Okuryatar.com - Bahri Atar - 3 Ağustos 2011

 

Murtaza

 

Mehmet Raşit Öğütçü, pek çok kişi bilmez bu ismi ama Orhan Kemal dediğimde bu yazıyı okuyan okumayan herkes tanıyacaktır. Bugün televizyonlarda yayınlanan dizileri, sinema filmi ya da tiyatroya yansıyan eserleriyle ülkemizde ismini duymayan kalmamış, her kesime ulaşmıştır sanırım. Şiirler yazan Orhan Kemal’i “Mavi Gözlü Dev” filmini izleyenler çok iyi hatırlayacaktır, Nazım Hikmet’in tüm yazdıklarını atıp, düz yazıya yöneltmesiyle bu alanda günümüze başyapıt niteliğinde pek çok eser bırakmıştır. Bunlardan biri de Orhan Kemal’in en bilindik eserlerinden olan Murtaza.

Eserlerinde toplumun kanayan, kanamayan yaralarına her zaman değinen yazar yine geleneğini devam ettirmiş.

Dürüstlüğün, doğruluğun, çalışkanlığın makama, güce ya da başka herhangi bir ünvana ihtiyacı yoktur.
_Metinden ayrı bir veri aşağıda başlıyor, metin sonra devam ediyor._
use proc_macro2::TokenStream;
use syn::{
    Attribute, Expr, Lit, Meta, Path, Result, Token,
    parse::{Parse, ParseStream},
    punctuated::Punctuated,
};

/// Utilities for parsing the arguments attached to the architecture attributes

/// Value recovered from a `name = value` argument
#[derive(Debug, Clone, PartialEq, Eq)]
pub enum ArgValue {
    /// `prefix = "CustomName"`
    Str(String),
    /// `module = ProductEditModule` or `module = screens::edit::ProductEditModule`
    Type(Path),
    /// Anything else (numbers, calls, closures...)
    Unrecognized,
}

impl ArgValue {
    pub fn from_expr(expr: &Expr) -> Self {
        match expr {
            Expr::Lit(lit) => match &lit.lit {
                Lit::Str(s) => ArgValue::Str(s.value()),
                _ => ArgValue::Unrecognized,
            },
            Expr::Path(path) if path.qself.is_none() => ArgValue::Type(path.path.clone()),
            Expr::Group(group) => Self::from_expr(&group.expr),
            Expr::Paren(paren) => Self::from_expr(&paren.expr),
            _ => ArgValue::Unrecognized,
        }
    }

    /// Interpret the value as a type path; string literals are parsed as paths.
    pub fn as_type_path(&self) -> Option<Path> {
        match self {
            ArgValue::Type(path) => Some(path.clone()),
            ArgValue::Str(s) => syn::parse_str::<Path>(s).ok(),
            ArgValue::Unrecognized => None,
        }
    }
}

/// Comma separated attribute arguments: `#[attr(a, b = "x", c = Type)]`
#[derive(Debug, Default)]
pub struct AttrArgs {
    metas: Vec<Meta>,
}

impl Parse for AttrArgs {
    fn parse(input: ParseStream) -> Result<Self> {
        let metas = Punctuated::<Meta, Token![,]>::parse_terminated(input)?;
        Ok(AttrArgs {
            metas: metas.into_iter().collect(),
        })
    }
}

impl AttrArgs {
    pub fn from_tokens(tokens: TokenStream) -> Result<Self> {
        if tokens.is_empty() {
            return Ok(Self::default());
        }
        syn::parse2(tokens)
    }

    /// Value of the first `name = value` argument, if any
    pub fn value(&self, name: &str) -> Option<ArgValue> {
        self.metas.iter().find_map(|meta| match meta {
            Meta::NameValue(nv) if nv.path.is_ident(name) => Some(ArgValue::from_expr(&nv.value)),
            _ => None,
        })
    }

    /// Bare positional arguments (`default`, `id`, `BuildVariant::Id`)
    pub fn positional(&self) -> impl Iterator<Item = &Path> {
        self.metas.iter().filter_map(|meta| match meta {
            Meta::Path(path) => Some(path),
            _ => None,
        })
    }
}

/// Check if an attribute matches a given path (e.g., "positional")
pub fn is_attribute(attr: &Attribute, name: &str) -> bool {
    attr.path().is_ident(name)
}

/// Check if attributes contain a specific attribute
pub fn has_attribute(attrs: &[Attribute], name: &str) -> bool {
    attrs.iter().any(|attr| is_attribute(attr, name))
}

/// Remove an attribute from a list
pub fn remove_attribute(attrs: &mut Vec<Attribute>, name: &str) {
    attrs.retain(|attr| !is_attribute(attr, name));
}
Günümüzde yoklar ben de yetişemedim onlara: mahalle bekçileri. Yetişemesek de sahip oldukları düdük ile geceleri karanlık sokaklarda asayişi sağlamanın onların görevi olduğunu biliriz. Bizim Murtaza ise biraz daha farklı onlardan, tam manasıyla bir görev aşığı. Bildiği ne kadar doğru varsa asla vazgeçmeyen bir idealist, amirlerinin her sözü onun için bir ders, bir görev asla unutulmaması ve vazgeçilmemesi gereken. Ama kötü yanı şu ki Murtaza için kravatlılar ve diplomalıların hepsi amir niteliği taşır, hep doğruyu bilir onlar, çünkü almıştır ders ve karşılarındakilerin söz hakkı dahi yoktur. Vazife uğruna günlerce uyumayabilecek, umutlarına her zaman, her şartta umutla bakan, inançlarından asla vazgeçmeyen, korkusuz, kavgadan kaçmayan -amirlerinin yanı hariç çünkü bozmaz disiplinini- bir karakter. Aldatmayan ama kendi ailesi tarafından bile aldatılan, işinde son derece ciddi ama ona işi verenlerin ise dalga geçtiği, zaman zaman kendisiyle dahi çelişip de görev ve sorumluluklarıyla hiçbir zaman tereddüte düşmeyen bir garip kahraman…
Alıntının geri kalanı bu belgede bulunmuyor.